Now the work of myth-making begins. In a truly Trumpian manner – and he does increasingly resemble his American twin – Johnson is cultivating a story of a “witch-hunt”, a betrayal, the notion that he was stabbed in the abdomen by the jealous and the unworthy. He claims, wrongly, that he was relatively popular when he was forced to resign. He believes – or purports to believe – that the Commons privileges committee, with its Tory-majority membership, was engaged in a conspiracy to destroy him, and that, like Trump, he is an innocent man.

He smears the chair, Harriet Harman, and Sue Gray, with no grounds for his grievances. He makes the absurd assertion that “I did not lie, and I believe that in their hearts the committee know it. But they have wilfully chosen to ignore the truth, because from the outset their purpose has not been to discover the truth.”

It’s too much to expect, but nowhere has he ever acknowledged the terrible truth that he was the author of his own downfall. It was he who broke lockdown rules and was responsible for the Partygate scandal, which enraged the public. The anger that was provoked by his behaviour broke the spell of the charming rogue. It was he who went on to mislead parliament about that same unedifying episode, and now the truth has finally caught up with him.

It was Johnson who tried to fix the rules to rescue the career of Owen Paterson. He then tried to do the same for Chris Pincher, an alleged sex pest whom he appointed deputy chief whip while knowing his reputation, and then sent his cabinet ministers out to spin for.

Johnson’s praetorian guard are fading, out of office, and have no immediate prospect of taking back control. Neither has he

With bare-faced cheek, Johnson is now constructing a policy platform – lower taxes, a “proper Conservative government”, a UK-USA free trade agreement – all things that he failed to achieve while in office. He makes out that Brexit is still full of potential. In reality it has been a flop. He never even believed in it himself.

There was no “levelling up”, little building back better. He did drive the Covid vaccine rollout, but he was revealed to be the ultimate Covid hypocrite. He became a vote-loser. It was Johnson who lost a series of real by-elections and local elections, and so disastrously that his party chair, Oliver Dowden, quit.

Johnson did win a vote of confidence among MPs, but a year ago, his government disintegrated beneath his feet.
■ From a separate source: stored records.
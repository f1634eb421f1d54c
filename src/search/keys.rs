//! Redis key schema for the search indexing pipeline (spec §4.5).

pub fn book(isbn: &str) -> String {
    format!("book:{isbn}")
}

pub fn token_index(token: &str) -> String {
    format!("index:{token}")
}

pub const AVAILABLE_BY_TITLE: &str = "available:books:by:title";
pub const AVAILABLE_BY_PRICE: &str = "available:books:by:price";

pub fn sellers(isbn: &str) -> String {
    format!("sellers:{isbn}")
}

pub fn facet(dimension: &str, value: &str) -> String {
    format!("facet:{dimension}:{value}")
}

/// Reverse index of which ISBNs a seller currently has an offer on, so a
/// `SellerCreated`/`UserUpdated` display-name change can write through to
/// every indexed offer without scanning the whole catalog.
pub fn seller_isbns(seller_id: &str) -> String {
    format!("seller:isbns:{seller_id}")
}

pub fn facet_numeric(dimension: &str) -> String {
    format!("facet:{dimension}")
}

pub fn autocomplete(prefix: &str) -> String {
    format!("autocomplete:{prefix}")
}

pub fn search_stats(window: &str) -> String {
    format!("search:stats:{window}")
}

pub fn popular_searches(window: &str) -> String {
    format!("popular:searches:{window}")
}

pub fn available_page_pattern() -> &'static str {
    "available:page:*"
}

/// Deterministic, sortable score for a title: the first 8 lowercase ASCII
/// bytes packed big-endian into a float in [0, 1), so ZRANGE ordering
/// matches lexicographic title ordering (spec §4.5: "scored by a
/// deterministic 8-char title prefix encoded into a double").
pub fn title_score(title: &str) -> f64 {
    let lower = title.to_lowercase();
    let bytes: Vec<u8> = lower.bytes().take(8).collect();
    let mut value: f64 = 0.0;
    for (i, b) in bytes.iter().enumerate() {
        value += (*b as f64) / 256f64.powi(i as i32 + 1);
    }
    value
}

#[cfg(test)]
mod tests {
    use super::*;

    #[test]
    fn title_score_preserves_lexicographic_order() {
        let a = title_score("Apple");
        let b = title_score("Banana");
        let c = title_score("apple"); // case-insensitive
        assert!(a < b);
        assert_eq!(a, c);
    }

    #[test]
    fn title_score_is_stable_and_bounded() {
        let s = title_score("Zzzzzzzz");
        assert!(s < 1.0);
        assert!(s > 0.0);
    }
}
So many had gone that he couldn’t any longer acquit his duty to form a government in the name of the Queen. He had to go because his party had had enough of him, and the electoral asset of 2016 and 2019 had transformed into an increasing liability – electorally and to the national interest.

No doubt Sunak, Sajid Javid and others talked about the state of the party and the government, and so they should. But there was no plot, in the sense of a wilful conspiracy; they’d just had enough. So had the country.

Is this the end of Johnson? For now, certainly. He hints that he’d come back as an MP, but for now he faces the unrelenting hostility of Conservative HQ. Outside the Commons, he lacks a voice and a platform. He may find himself increasingly irrelevant. Churchill, Johnson’s hero, knew he had to have a base in parliament during his wilderness years.

Johnson’s praetorian guard, comprising the likes of fellow refugee from sanity Nadine Dorries along with the ones who foment the “Bring Back Boris” movement, are fading, out of office, and have no immediate prospect of taking back control. Neither has he.

We are, for good or ill, decisively entering a new era – a post-Brexit, post-Boris era. In such a changed set of circumstances, and with everything gone wrong, at long last, the moment has come when the albino greased piglet hasn’t been able to save his own bacon. That won’t, however, stop him from squealing.